*Assignment*
Please return every line in the following data that includes the string "example".

──────── Data under study ────────

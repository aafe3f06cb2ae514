use rusqlite::Connection;

/// Initialize the ledger schema
pub fn init_db(conn: &Connection) -> rusqlite::Result<()> {
    conn.execute_batch(
        r#"
        -- Local identities. Buyers first seen through a postback get source = 'webpay'.
        CREATE TABLE IF NOT EXISTS users (
            id TEXT PRIMARY KEY,
            email TEXT NOT NULL UNIQUE,
            display_name TEXT NOT NULL,
            source TEXT NOT NULL DEFAULT 'unknown' CHECK (source IN ('unknown', 'webpay')),
            created_at INTEGER NOT NULL
        );

        -- Catalog apps (read side of the catalog store)
        CREATE TABLE IF NOT EXISTS webapps (
            id TEXT PRIMARY KEY,
            name TEXT NOT NULL,
            description TEXT NOT NULL DEFAULT '',
            default_locale TEXT NOT NULL DEFAULT 'en-US',
            solitude_public_id TEXT,
            application_size INTEGER,
            price_point TEXT,
            price_amount TEXT,
            currency TEXT NOT NULL DEFAULT 'USD',
            has_icon INTEGER NOT NULL DEFAULT 0,
            support_email TEXT,
            developer_email TEXT,
            created_at INTEGER NOT NULL
        );

        CREATE TABLE IF NOT EXISTS inapp_products (
            id TEXT PRIMARY KEY,
            webapp_id TEXT REFERENCES webapps(id),
            name TEXT NOT NULL,
            logo_url TEXT,
            price_point TEXT NOT NULL,
            price_amount TEXT NOT NULL,
            currency TEXT NOT NULL DEFAULT 'USD',
            simulate TEXT,
            created_at INTEGER NOT NULL
        );
        CREATE INDEX IF NOT EXISTS idx_inapp_products_webapp ON inapp_products(webapp_id);

        -- Contribution ledger. Rows are never deleted.
        -- Exactly one of webapp_id / inapp_product_id is set.
        CREATE TABLE IF NOT EXISTS contributions (
            id TEXT PRIMARY KEY,
            uuid TEXT NOT NULL,
            transaction_id TEXT,
            type TEXT NOT NULL CHECK (type IN ('pending', 'purchase', 'refund', 'chargeback')),
            amount TEXT,
            currency TEXT NOT NULL DEFAULT 'USD',
            webapp_id TEXT REFERENCES webapps(id),
            inapp_product_id TEXT REFERENCES inapp_products(id),
            user_id TEXT REFERENCES users(id),
            related_id TEXT REFERENCES contributions(id),
            source TEXT,
            source_locale TEXT,
            price_point TEXT,
            created_at INTEGER NOT NULL,
            modified_at INTEGER NOT NULL,
            CHECK ((webapp_id IS NULL) != (inapp_product_id IS NULL))
        );
        CREATE UNIQUE INDEX IF NOT EXISTS idx_contributions_uuid ON contributions(uuid);
        CREATE INDEX IF NOT EXISTS idx_contributions_transaction ON contributions(transaction_id);
        CREATE INDEX IF NOT EXISTS idx_contributions_related ON contributions(related_id);
        -- A purchase is reversed at most once
        CREATE UNIQUE INDEX IF NOT EXISTS idx_contributions_single_reversal
            ON contributions(related_id) WHERE related_id IS NOT NULL;

        -- Refund requests, one per purchase contribution
        CREATE TABLE IF NOT EXISTS refunds (
            id TEXT PRIMARY KEY,
            contribution_id TEXT NOT NULL UNIQUE REFERENCES contributions(id),
            status TEXT NOT NULL CHECK (status IN ('pending', 'approved', 'approved_instant', 'declined', 'failed')),
            requested_at INTEGER,
            approved_at INTEGER,
            declined_at INTEGER,
            refund_reason TEXT NOT NULL DEFAULT '',
            rejection_reason TEXT NOT NULL DEFAULT '',
            actor_id TEXT NOT NULL,
            created_at INTEGER NOT NULL,
            modified_at INTEGER NOT NULL
        );
        CREATE INDEX IF NOT EXISTS idx_refunds_status ON refunds(status);

        -- App ownership, materialized from purchases of catalog apps
        CREATE TABLE IF NOT EXISTS app_purchases (
            id TEXT PRIMARY KEY,
            webapp_id TEXT NOT NULL REFERENCES webapps(id),
            user_id TEXT NOT NULL REFERENCES users(id),
            status TEXT NOT NULL CHECK (status IN ('purchased', 'refunded', 'chargeback')),
            created_at INTEGER NOT NULL,
            modified_at INTEGER NOT NULL,
            UNIQUE(webapp_id, user_id)
        );
        "#,
    )
}
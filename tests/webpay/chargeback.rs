//! Tests for POST /webpay/chargeback: refunds and chargebacks reported by the
//! processor append reversal rows to the ledger.

use axum::http::StatusCode;
use rust_decimal::Decimal;

#[path = "../common/mod.rs"]
mod common;
use common::*;

use webpay_ledger::refunds::{RefundChange, enqueue_refund};

/// A confirmed purchase of a paid app for 0.99 USD.
fn setup_purchase(ctx: &TestContext) -> (Webapp, User, Contribution) {
    let conn = ctx.conn();
    let user = create_test_user(&conn, "buyer@example.com");
    let app = create_paid_app(&conn, "Paid App");
    let mut input = CreateContribution::pending(ProductRef::Webapp(app.id.clone()), "contrib-1".into());
    input.user_id = Some(user.id.clone());
    input.amount = Some(Decimal::new(99, 2));
    queries::create_contribution(&conn, &input).unwrap();
    let purchase = complete_purchase(&conn, "contrib-1", "T1");
    (app, user, purchase)
}

fn chargeback_notice(ctx: &TestContext, purchase: &Contribution, transaction_id: &str, reason: &str) -> String {
    let mut claims = notice_claims(&product_data_for(purchase), transaction_id, None);
    claims.response.as_mut().unwrap().reason = Some(reason.to_string());
    sign_notice(ctx.keys(), claims, now())
}

#[tokio::test]
async fn test_refund_notice_appends_refund_row() {
    let ctx = create_test_context();
    let (app, user, purchase) = setup_purchase(&ctx);

    let token = chargeback_notice(&ctx, &purchase, "T1", "refund");
    let (status, body) = post_notice(ctx.app(), "/webpay/chargeback", &token).await;
    assert_eq!(status, StatusCode::OK);
    assert_eq!(body, "T1");

    let conn = ctx.conn();
    let refund = queries::get_reversal_for(&conn, &purchase.id)
        .unwrap()
        .expect("refund row");
    assert_eq!(refund.contrib_type, ContributionType::Refund);
    assert_ne!(refund.uuid, purchase.uuid);
    assert_eq!(refund.related_id.as_deref(), Some(purchase.id.as_str()));
    assert_eq!(refund.amount, Some(Decimal::new(-99, 2)));
    assert_eq!(refund.user_id.as_deref(), Some(user.id.as_str()));

    let history = queries::list_contributions_for_user(&conn, &user.id).unwrap();
    assert_eq!(history.len(), 2);

    // The purchase row itself is never rewritten
    let unchanged = get_contribution(&conn, &purchase.uuid);
    assert_eq!(unchanged.contrib_type, ContributionType::Purchase);

    let ownership = queries::get_app_purchase(&conn, &app.id, &user.id).unwrap().unwrap();
    assert_eq!(ownership.status, OwnershipStatus::Refunded);
    assert!(!queries::user_owns_app(&conn, &app.id, &user.id).unwrap());

    let sent = ctx.notifier.sent();
    assert_eq!(sent.len(), 1);
    assert_eq!(sent[0].kind, NotificationKind::RefundApproved);
    assert_eq!(sent[0].recipient.as_deref(), Some("buyer@example.com"));
}

#[tokio::test]
async fn test_reversal_notice_appends_chargeback_row() {
    let ctx = create_test_context();
    let (app, user, purchase) = setup_purchase(&ctx);

    let token = chargeback_notice(&ctx, &purchase, "T1", "reversal");
    let (status, _) = post_notice(ctx.app(), "/webpay/chargeback", &token).await;
    assert_eq!(status, StatusCode::OK);

    let conn = ctx.conn();
    let reversal = queries::get_reversal_for(&conn, &purchase.id).unwrap().unwrap();
    assert_eq!(reversal.contrib_type, ContributionType::Chargeback);

    let ownership = queries::get_app_purchase(&conn, &app.id, &user.id).unwrap().unwrap();
    assert_eq!(ownership.status, OwnershipStatus::Chargeback);

    let sent = ctx.notifier.sent();
    assert_eq!(sent.len(), 1);
    assert_eq!(sent[0].kind, NotificationKind::Chargeback);
    assert_eq!(sent[0].recipient.as_deref(), Some("support@example.com"));
    assert_eq!(sent[0].reason.as_deref(), Some("reversal"));
}

#[tokio::test]
async fn test_chargeback_redelivery_is_idempotent() {
    let ctx = create_test_context();
    let (_, _, purchase) = setup_purchase(&ctx);

    let token = chargeback_notice(&ctx, &purchase, "T1", "refund");
    let (first, _) = post_notice(ctx.app(), "/webpay/chargeback", &token).await;
    let (second, body) = post_notice(ctx.app(), "/webpay/chargeback", &token).await;

    assert_eq!(first, StatusCode::OK);
    assert_eq!(second, StatusCode::OK);
    assert_eq!(body, "T1");
    assert_eq!(count_rows(&ctx.conn(), "contributions"), 2);
    assert_eq!(ctx.notifier.sent().len(), 1);
}

#[tokio::test]
async fn test_second_reversal_of_other_kind_conflicts() {
    let ctx = create_test_context();
    let (_, _, purchase) = setup_purchase(&ctx);

    let refund = chargeback_notice(&ctx, &purchase, "T1", "refund");
    let (status, _) = post_notice(ctx.app(), "/webpay/chargeback", &refund).await;
    assert_eq!(status, StatusCode::OK);

    let reversal = chargeback_notice(&ctx, &purchase, "T1", "reversal");
    let (status, _) = post_notice(ctx.app(), "/webpay/chargeback", &reversal).await;
    assert_eq!(status, StatusCode::CONFLICT);

    let conn = ctx.conn();
    assert_eq!(count_rows(&conn, "contributions"), 2);
    let existing = queries::get_reversal_for(&conn, &purchase.id).unwrap().unwrap();
    assert_eq!(existing.contrib_type, ContributionType::Refund);
}

#[tokio::test]
async fn test_refund_notice_after_local_approval_records_transaction() {
    let ctx = create_test_context();
    let (_, _, purchase) = setup_purchase(&ctx);
    {
        let mut conn = ctx.conn();
        enqueue_refund(
            &mut conn,
            &*ctx.notifier,
            &purchase,
            RefundChange::new(RefundStatus::Approved, "dev"),
        )
        .unwrap();
    }

    let token = chargeback_notice(&ctx, &purchase, "R1", "refund");
    let (status, body) = post_notice(ctx.app(), "/webpay/chargeback", &token).await;
    assert_eq!(status, StatusCode::OK);
    assert_eq!(body, "R1");

    let (status, _) = post_notice(ctx.app(), "/webpay/chargeback", &token).await;
    assert_eq!(status, StatusCode::OK);

    let conn = ctx.conn();
    let reversal = queries::get_reversal_for(&conn, &purchase.id).unwrap().unwrap();
    assert_eq!(reversal.contrib_type, ContributionType::Refund);
    assert_eq!(reversal.transaction_id.as_deref(), Some("R1"));
    assert_eq!(count_rows(&conn, "contributions"), 2);
    assert_eq!(ctx.notifier.count(NotificationKind::RefundApproved), 1);

    let other = chargeback_notice(&ctx, &purchase, "R2", "refund");
    let (status, _) = post_notice(ctx.app(), "/webpay/chargeback", &other).await;
    assert_eq!(status, StatusCode::CONFLICT);
}

#[tokio::test]
async fn test_chargeback_of_pending_contribution_is_illegal() {
    let ctx = create_test_context();
    let conn = ctx.conn();
    let app = create_paid_app(&conn, "Paid App");
    let pending = create_pending(&conn, ProductRef::Webapp(app.id), "contrib-1", None);
    drop(conn);

    let token = chargeback_notice(&ctx, &pending, "T1", "refund");
    let (status, _) = post_notice(ctx.app(), "/webpay/chargeback", &token).await;

    assert_eq!(status, StatusCode::CONFLICT);
    assert_eq!(count_rows(&ctx.conn(), "contributions"), 1);
    assert!(ctx.notifier.sent().is_empty());
}

#[tokio::test]
async fn test_chargeback_for_unknown_contribution() {
    let ctx = create_test_context();
    let app = create_paid_app(&ctx.conn(), "Paid App");
    let product_data = ProductData {
        contrib_uuid: "missing".into(),
        product: ProductRef::Webapp(app.id),
        public_id: None,
        application_size: None,
        buyer_email: None,
    }
    .encode();

    let mut claims = notice_claims(&product_data, "T1", None);
    claims.response.as_mut().unwrap().reason = Some("refund".into());
    let token = sign_notice(ctx.keys(), claims, now());
    let (status, _) = post_notice(ctx.app(), "/webpay/chargeback", &token).await;

    assert_eq!(status, StatusCode::NOT_FOUND);
}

────────

*Problem solution*
    let user = create_test_user(&conn, "buyer@example.com");
    assert_eq!(sent[0].recipient.as_deref(), Some("buyer@example.com"));
    assert_eq!(sent[0].recipient.as_deref(), Some("support@example.com"));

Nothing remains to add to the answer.